Until about a week ago, I was flying high as one member of the reigning champions in two fields. Unofficially, Detroit lost our status as the team to beat a few weeks before that but formally, we were still the defending Four Star Cup holders until last week, when Colorado took down Newfoundland and stole the trophy out of our cabinet.

I’m not bitter about it either. We made our run and slapped the Raptors down last season, this was their turn to go all the way. That’s the playoffs.

But even with that title gone, I’m still the man to beat at the World Juniors. Last season, Team Norden came together to shove the rest of the world and show off the power of Scandinavian hockey. I'm writing this in another generic hotel room, Team Norden are 2-0 and gearing up for a game against Team Rhine tomorrow. We look good. Repeat champions? Possibly. If the Solberg sisters find the form from the SMJHL regular season, the rest of the world is going to have a hard time stopping us. Hopefully their playoff form doesn't turn up instead. (I joke, Froya, Sonja, I joke.)

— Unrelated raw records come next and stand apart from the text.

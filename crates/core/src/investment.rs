use chrono::{DateTime, Utc};
use serde::{Deserialize, Serialize};

use super::account::{require_name, require_non_negative, LedgerError};
use super::money::Money;

#[derive(Debug, Clone, Serialize, Deserialize)]
pub struct Investment {
    pub id: Option<i64>,
    pub investment_type: String,
    pub institution: Option<String>,
    pub current_value: Money,
    pub book_value: Money,
    pub monthly_contribution: Money,
    pub created_at: Option<DateTime<Utc>>,
}

impl Investment {
    pub fn gain_loss(&self) -> Money {
        self.current_value - self.book_value
    }

    pub fn validate(&self) -> Result<(), LedgerError> {
        require_name("investment type", &self.investment_type)?;
        require_non_negative(self.current_value)?;
        require_non_negative(self.book_value)?;
        require_non_negative(self.monthly_contribution)
    }
}

/// An investment as the API reports it, with its unrealized gain.
#[derive(Debug, Clone, Serialize)]
pub struct InvestmentSummary {
    #[serde(flatten)]
    pub investment: Investment,
    pub gain_loss: Money,
}

impl From<Investment> for InvestmentSummary {
    fn from(investment: Investment) -> Self {
        let gain_loss = investment.gain_loss();
        InvestmentSummary {
            investment,
            gain_loss,
        }
    }
}

/// Purchases paid off in fixed monthly instalments.
#[derive(Debug, Clone, Serialize, Deserialize)]
pub struct InstallmentPlan {
    pub id: Option<i64>,
    pub description: String,
    pub monthly_payment: Money,
    pub remaining_payments: u32,
    pub created_at: Option<DateTime<Utc>>,
}

impl InstallmentPlan {
    pub fn remaining_amount(&self) -> Money {
        self.monthly_payment
            .scale(rust_decimal::Decimal::from(self.remaining_payments))
    }

    pub fn validate(&self) -> Result<(), LedgerError> {
        require_name("installment description", &self.description)?;
        require_non_negative(self.monthly_payment)
    }
}
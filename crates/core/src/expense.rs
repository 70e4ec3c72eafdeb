use chrono::{DateTime, NaiveDate, Utc};
use rust_decimal::Decimal;
use serde::{Deserialize, Serialize};
use std::fmt;
use std::str::FromStr;

use super::account::{require_name, LedgerError};
use super::money::Money;

#[derive(Debug, Clone, Copy, PartialEq, Eq, Serialize, Deserialize)]
#[serde(rename_all = "snake_case")]
pub enum Frequency {
    Weekly,
    Biweekly,
    Monthly,
    Yearly,
}

impl Frequency {
    pub fn as_str(self) -> &'static str {
        match self {
            Frequency::Weekly => "weekly",
            Frequency::Biweekly => "biweekly",
            Frequency::Monthly => "monthly",
            Frequency::Yearly => "yearly",
        }
    }

    /// Occurrences per month as a (numerator, denominator) pair.
    fn per_month(self) -> (i64, i64) {
        match self {
            Frequency::Weekly => (52, 12),
            Frequency::Biweekly => (26, 12),
            Frequency::Monthly => (1, 1),
            Frequency::Yearly => (1, 12),
        }
    }
}

impl fmt::Display for Frequency {
    fn fmt(&self, f: &mut fmt::Formatter<'_>) -> fmt::Result {
        f.write_str(self.as_str())
    }
}

impl FromStr for Frequency {
    type Err = LedgerError;

    fn from_str(s: &str) -> Result<Self, Self::Err> {
        match s.trim().to_lowercase().as_str() {
            "weekly" => Ok(Frequency::Weekly),
            "biweekly" => Ok(Frequency::Biweekly),
            "monthly" => Ok(Frequency::Monthly),
            "yearly" | "annual" => Ok(Frequency::Yearly),
            other => Err(LedgerError::UnknownKind {
                kind: "frequency",
                value: other.to_string(),
            }),
        }
    }
}

#[derive(Debug, Clone, Serialize, Deserialize)]
pub struct Expense {
    pub id: Option<i64>,
    pub category: String,
    pub description: Option<String>,
    pub amount: Money,
    pub is_recurring: bool,
    pub frequency: Option<Frequency>,
    pub next_due_date: Option<NaiveDate>,
    pub created_at: Option<DateTime<Utc>>,
}

impl Expense {
    /// Monthly cost of a recurring expense; a missing frequency counts as monthly.
    pub fn monthly_equivalent(&self) -> Money {
        let (num, den) = self.frequency.map_or((1, 1), Frequency::per_month);
        Money::from_decimal(self.amount.amount() * Decimal::from(num) / Decimal::from(den))
    }

    pub fn validate(&self) -> Result<(), LedgerError> {
        require_name("expense category", &self.category)?;
        if !self.amount.is_positive() {
            return Err(LedgerError::NonPositiveAmount(self.amount));
        }
        Ok(())
    }
}

/// Sum of the monthly equivalents of every recurring expense.
pub fn recurring_monthly_total(expenses: &[Expense]) -> Money {
    expenses
        .iter()
        .filter(|e| e.is_recurring)
        .map(Expense::monthly_equivalent)
        .sum()
}
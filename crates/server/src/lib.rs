//! HTTP API for the FinPulse ledger and weekly review.

pub mod config;
pub mod error;
pub mod extract;
pub mod handlers;
pub mod routes;
pub mod state;
pub mod telemetry;

pub use config::{LogFormat, ServerConfig, ServerConfigError};
pub use error::ApiError;
pub use routes::app;
pub use state::AppState;
pub mod db;
pub mod holdings;
pub mod ledger;
pub mod plans;
pub mod reviews;

pub use db::{create_db, DbPool, StorageError};
pub use holdings::{
    delete_credit_card, delete_installment_plan, delete_investment, get_credit_card,
    get_investment, insert_credit_card, insert_installment_plan, insert_investment, list_credit_cards,
    list_installment_plans, list_investments, update_credit_card, update_investment,
};
pub use ledger::{
    delete_account, delete_transaction, get_account, get_transaction, insert_account,
    import_transactions, insert_transaction, list_accounts, list_transactions, update_account,
    BatchOutcome, TransactionFilter,
};
pub use plans::{
    delete_expense, delete_goal, get_goal, insert_expense, insert_goal, list_expenses,
    list_goals, update_goal,
};
pub use reviews::{
    get_review, get_review_for_week, insert_review, list_reviews, list_reviews_before,
    resolve_action,
};

pub use sqlx::Error as SqlxError;

use finpulse_core::FinancialData;

/// Reads everything the snapshot and dashboard calculations need.
pub async fn load_financial_data(pool: &DbPool) -> Result<FinancialData, StorageError> {
    Ok(FinancialData {
        accounts: list_accounts(pool).await?,
        transactions: list_transactions(pool, &TransactionFilter::default()).await?,
        credit_cards: list_credit_cards(pool).await?,
        investments: list_investments(pool).await?,
        expenses: list_expenses(pool).await?,
        installment_plans: list_installment_plans(pool).await?,
        goals: list_goals(pool).await?,
    })
}
use rust_decimal::Decimal;
use serde::{Deserialize, Serialize};
use thiserror::Error;

#[derive(Debug, Error)]
pub enum ConfigError {
    #[error("Invalid thresholds: {0}")]
    Parse(#[from] toml::de::Error),
    #[error("Invalid threshold {name}: {reason}")]
    OutOfRange { name: &'static str, reason: &'static str },
}

/// Cut-offs used when choosing the weekly action and building the dashboard.
#[derive(Debug, Clone, PartialEq, Serialize, Deserialize)]
#[serde(default)]
pub struct ReviewThresholds {
    /// A card above this utilization triggers a pay-down action.
    pub card_utilization_alert_pct: Decimal,
    /// Utilization the pay-down action aims for.
    pub card_utilization_target_pct: Decimal,
    /// Fraction of the expected straight-line progress a goal must reach.
    pub goal_pace_tolerance: Decimal,
    /// Prior weeks averaged for the spending baseline.
    pub spending_window_weeks: usize,
    /// How far above the baseline weekly spending may go before it is a spike.
    pub spending_spike_pct: Decimal,
    pub emergency_fund_months: Decimal,
    /// Share of monthly expenses suggested as a weekly savings transfer.
    pub emergency_transfer_pct: Decimal,
    pub upcoming_bill_days: u32,
}

impl Default for ReviewThresholds {
    fn default() -> Self {
        Self {
            card_utilization_alert_pct: Decimal::from(75),
            card_utilization_target_pct: Decimal::from(30),
            goal_pace_tolerance: Decimal::new(8, 1),
            spending_window_weeks: 4,
            spending_spike_pct: Decimal::from(25),
            emergency_fund_months: Decimal::from(3),
            emergency_transfer_pct: Decimal::from(25),
            upcoming_bill_days: 30,
        }
    }
}

impl ReviewThresholds {
    pub fn from_toml_str(s: &str) -> Result<Self, ConfigError> {
        let thresholds: ReviewThresholds = toml::from_str(s)?;
        thresholds.validate()?;
        Ok(thresholds)
    }

    pub fn validate(&self) -> Result<(), ConfigError> {
        if self.spending_window_weeks == 0 {
            return Err(ConfigError::OutOfRange {
                name: "spending_window_weeks",
                reason: "must be at least 1",
            });
        }
        if self.card_utilization_target_pct >= self.card_utilization_alert_pct {
            return Err(ConfigError::OutOfRange {
                name: "card_utilization_target_pct",
                reason: "must be below card_utilization_alert_pct",
            });
        }
        if self.goal_pace_tolerance < Decimal::ZERO || self.goal_pace_tolerance > Decimal::ONE {
            return Err(ConfigError::OutOfRange {
                name: "goal_pace_tolerance",
                reason: "must be between 0 and 1",
            });
        }
        Ok(())
    }
}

It is not wise to spend your rest night on a five mile run, but I only claimed to have wisdom - never to be wise.

Next season in the J is going to be my last. Four years is the limit and then it’s off to the big leagues, where I’m going to stop being a physical brute and one of the best players at my position and become a 20-year-old rookie staring down people with a decade of experience at the highest level under their belts.

If you stick a microphone in their face, most professional athletes will talk about embracing the new challenge; the truth is that I’m terrified of it. I was worried when I was going to be heading to Minnesota and be a depth player with some time to get acclimated to the way things were, but now I’m with the Edmonton Blizzard after the GMs stripped the team to the bone.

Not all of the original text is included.